Tuesday, May 11, 1999 Published at 17:49 GMT 18:49 UK
Business: The Economy
US productivity surge continues
US workers are producing more goods than ever before
A key measure of the strength of the US economy has surged ahead. Productivity grew by 4% in the first quarter of 1999, after growing by 4.3% in the previous quarter - its fastest rate in three decades.
Productivity - which is a measure of how much each worker produces per hour - is widely seen as the key to strong, inflation-free growth.
America's central bank chief Alan Greenspan has attributed the long US economic boom to the growth of productivity - with companies investing more in computers and information technology.

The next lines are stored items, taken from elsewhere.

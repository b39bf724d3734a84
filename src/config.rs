use std::path::PathBuf;

use serde::Deserialize;

#[derive(Debug, Clone, Deserialize)]
pub struct AppConfig {
    pub profile_path: PathBuf,
    pub recipes_path: PathBuf,
    pub lexicon_path: Option<PathBuf>,
}

impl AppConfig {
    pub fn from_env() -> anyhow::Result<Self> {
        let profile_path = std::env::var("PROFILE_PATH")
            .unwrap_or_else(|_| "data/user_profile.json".into())
            .into();
        let recipes_path = std::env::var("RECIPES_PATH")
            .unwrap_or_else(|_| "data/recipes.json".into())
            .into();
        let lexicon_path = std::env::var("LEXICON_PATH").ok().map(PathBuf::from);
        Ok(Self {
            profile_path,
            recipes_path,
            lexicon_path,
        })
    }
}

The US economy is now growing at an annual rate of 4.5% a year, but there are no signs of inflationary pressures.
The growth in productivity was much higher than expected by most economists, who had forecast an increase of only 3%.
"(Productivity growth is) much stronger than expected so it suggests the U.S. economy continues to experience a very good supply-side expansion," said Harvinder Kalirai, an economist at IDEA.com.
Back to the l950s
Through the 1950s and 1960s, American productivity grew at 3% percent a year, allowing American workers to enjoy substantial increases in living standards.

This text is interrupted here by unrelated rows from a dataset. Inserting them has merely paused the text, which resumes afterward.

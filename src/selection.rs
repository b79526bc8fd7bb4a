use crate::state::{NBA_MATCHUP, Slide, SlideKind};

/// Opposition teams whose squads are installed without a roster fetch.
const PRESET_ROSTERS: &[(&str, &[&str])] = &[
    (
        "Mumbai Indians",
        &["Rohit Sharma", "Suryakumar Yadav", "Tilak Varma", "Hardik Pandya"],
    ),
    (
        "Chennai Super Kings",
        &["Ruturaj Gaikwad", "Shivam Dube", "MS Dhoni", "Ravindra Jadeja"],
    ),
];

pub fn preset_roster(opposition: &str) -> Option<&'static [&'static str]> {
    PRESET_ROSTERS
        .iter()
        .find(|(team, _)| *team == opposition)
        .map(|(_, roster)| *roster)
}

#[derive(Debug, Clone, Default, PartialEq, Eq)]
pub struct Selection {
    pub team: Option<String>,
    pub opposition: Option<String>,
    pub venue: Option<String>,
    pub selected_players: Vec<String>,
    pub team_players: Vec<String>,
    /// Picks for the basketball comparison; untouched by opposition changes.
    pub nba_home_players: Vec<String>,
    pub nba_away_players: Vec<String>,
}

impl Selection {
    /// Picking the current opposition as your own team drops that
    /// opposition along with its roster.
    pub fn set_team(&mut self, team: Option<String>) {
        self.team = normalize(team);
        if self.team.is_some() && self.opposition == self.team {
            self.set_opposition(None);
        }
    }

    pub fn set_venue(&mut self, venue: Option<String>) {
        self.venue = normalize(venue);
    }

    /// Switching opposition always drops the previous roster and selection.
    /// Preset teams then get their squad as both roster and selection. Your
    /// own team is never accepted as the opposition.
    pub fn set_opposition(&mut self, opposition: Option<String>) {
        self.opposition = normalize(opposition).filter(|opp| Some(opp) != self.team.as_ref());
        self.team_players.clear();
        self.selected_players.clear();
        let Some(opp) = self.opposition.as_deref() else {
            return;
        };
        if let Some(roster) = preset_roster(opp) {
            self.team_players = roster.iter().map(|name| name.to_string()).collect();
            self.selected_players = self.team_players.clone();
        }
    }

    /// Installs a fetched roster, keeping only selected players still in it.
    pub fn set_team_players(&mut self, players: Vec<String>) {
        let mut roster: Vec<String> = Vec::with_capacity(players.len());
        for name in players {
            let name = name.trim().to_string();
            if !name.is_empty() && !roster.contains(&name) {
                roster.push(name);
            }
        }
        self.selected_players.retain(|name| roster.contains(name));
        self.team_players = roster;
    }

    /// Adds the player at the end or removes it in place. Returns whether the
    /// player is selected afterwards.
    pub fn toggle_player(&mut self, player: &str) -> bool {
        let player = player.trim();
        if player.is_empty() {
            return false;
        }
        if let Some(pos) = self.selected_players.iter().position(|p| p == player) {
            self.selected_players.remove(pos);
            false
        } else {
            self.selected_players.push(player.to_string());
            true
        }
    }

    pub fn set_nba_players(&mut self, home: Vec<String>, away: Vec<String>) {
        self.nba_home_players = home;
        self.nba_away_players = away;
    }

    pub fn opposition_options<'a>(&self, teams: &'a [String]) -> Vec<&'a String> {
        teams
            .iter()
            .filter(|team| Some(team.as_str()) != self.team.as_deref())
            .collect()
    }

    /// Moves to the next opposition choice; past the last one the opposition
    /// is cleared. Returns the new opposition.
    pub fn cycle_opposition(&mut self, teams: &[String]) -> Option<&str> {
        let next = {
            let options = self.opposition_options(teams);
            let current = self
                .opposition
                .as_deref()
                .and_then(|opp| options.iter().position(|team| team.as_str() == opp));
            match current {
                Some(pos) => options.get(pos + 1).map(|team| team.to_string()),
                None => options.first().map(|team| team.to_string()),
            }
        };
        self.set_opposition(next);
        self.opposition.as_deref()
    }
}

fn normalize(value: Option<String>) -> Option<String> {
    value
        .map(|v| v.trim().to_string())
        .filter(|v| !v.is_empty())
}

/// Players first in selection order, then the opposition pair, the venue and
/// the trailing NBA matchup. Duplicate `(kind, data)` pairs are skipped.
pub fn assemble_slides(selection: &Selection) -> Vec<Slide> {
    let mut entries: Vec<(SlideKind, String)> = Vec::new();
    let mut push = |kind: SlideKind, data: &str| {
        if !entries.iter().any(|(k, d)| *k == kind && d == data) {
            entries.push((kind, data.to_string()));
        }
    };

    for player in &selection.selected_players {
        push(SlideKind::Player, player);
    }
    if let Some(opp) = selection.opposition.as_deref() {
        push(SlideKind::Team, opp);
        push(SlideKind::OverByOver, opp);
    }
    if let Some(venue) = selection.venue.as_deref() {
        push(SlideKind::Venue, venue);
    }
    push(SlideKind::Nba, NBA_MATCHUP);

    entries
        .into_iter()
        .enumerate()
        .map(|(idx, (kind, data))| Slide::new(kind, data, idx + 1))
        .collect()
}

/// Ordered slides plus a cursor. Rebuilt whenever the selection changes.
#[derive(Debug, Clone, Default)]
pub struct Deck {
    slides: Vec<Slide>,
    current: usize,
}

impl Deck {
    pub fn from_selection(selection: &Selection) -> Self {
        Self {
            slides: assemble_slides(selection),
            current: 0,
        }
    }

    /// Re-assembles after a selection change, staying on the same slide when
    /// it still exists.
    pub fn rebuild(&mut self, selection: &Selection) {
        let previous = self.current().map(|s| (s.kind, s.data.clone()));
        self.slides = assemble_slides(selection);
        self.current = previous
            .and_then(|(kind, data)| {
                self.slides
                    .iter()
                    .position(|s| s.kind == kind && s.data == data)
            })
            .unwrap_or(0);
    }

    pub fn slides(&self) -> &[Slide] {
        &self.slides
    }

    pub fn len(&self) -> usize {
        self.slides.len()
    }

    pub fn is_empty(&self) -> bool {
        self.slides.is_empty()
    }

    pub fn current_index(&self) -> usize {
        self.current
    }

    pub fn current(&self) -> Option<&Slide> {
        self.slides.get(self.current)
    }

    pub fn next(&mut self) {
        if !self.slides.is_empty() {
            self.current = (self.current + 1) % self.slides.len();
        }
    }

    pub fn prev(&mut self) {
        if !self.slides.is_empty() {
            self.current = (self.current + self.slides.len() - 1) % self.slides.len();
        }
    }

    /// Zero-based jump; out-of-range indices are ignored.
    pub fn go_to(&mut self, index: usize) -> bool {
        if index < self.slides.len() {
            self.current = index;
            true
        } else {
            false
        }
    }

    pub fn position_label(&self) -> String {
        if self.slides.is_empty() {
            return "No slides".to_string();
        }
        format!("Slide {} of {}", self.current + 1, self.slides.len())
    }
}

#[cfg(test)]
mod tests {
    use super::*;

    #[test]
    fn toggle_keeps_order() {
        let mut sel = Selection::default();
        sel.toggle_player("A");
        sel.toggle_player("B");
        sel.toggle_player("C");
        assert!(!sel.toggle_player("B"));
        assert_eq!(sel.selected_players, vec!["A", "C"]);
    }

    #[test]
    fn deck_wraps_both_ways() {
        let mut deck = Deck::from_selection(&Selection::default());
        assert_eq!(deck.len(), 1);
        deck.next();
        assert_eq!(deck.current_index(), 0);
        deck.prev();
        assert_eq!(deck.current_index(), 0);
        assert_eq!(deck.position_label(), "Slide 1 of 1");
    }

    #[test]
    fn rebuild_follows_current_slide() {
        let mut sel = Selection::default();
        sel.toggle_player("A");
        sel.toggle_player("B");
        let mut deck = Deck::from_selection(&sel);
        deck.next();
        assert_eq!(deck.current().map(|s| s.data.as_str()), Some("B"));
        sel.toggle_player("A");
        deck.rebuild(&sel);
        assert_eq!(deck.current().map(|s| s.data.as_str()), Some("B"));
        assert_eq!(deck.current_index(), 0);
    }

    #[test]
    fn opposition_options_skip_own_team() {
        let mut sel = Selection::default();
        sel.set_team(Some("Mumbai Indians".to_string()));
        let teams = vec!["Mumbai Indians".to_string(), "Gujarat Titans".to_string()];
        let opts = sel.opposition_options(&teams);
        assert_eq!(opts, vec![&teams[1]]);
    }
}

Since 1973, productivity increases averaged only 1.1% as real wages and economic growth stagnated.
But recently productivity growth has been much healthier, rising to 2.2% for the whole of 1998.
The growth in productivity has held down wage costs, as companies produce more goods without having to hire more workers. It has also meant that they can increase profits without having to raise prices, thus helping to fuel the boom in share prices on Wall Street.
But Mr Greenspan warned that eventually the boom will lead to more workers being hired, and pressures on wages, as the productivity boom plays itself out.
The current figures show that the US economy has not yet reached that point, despite unemployment at a 27 year low.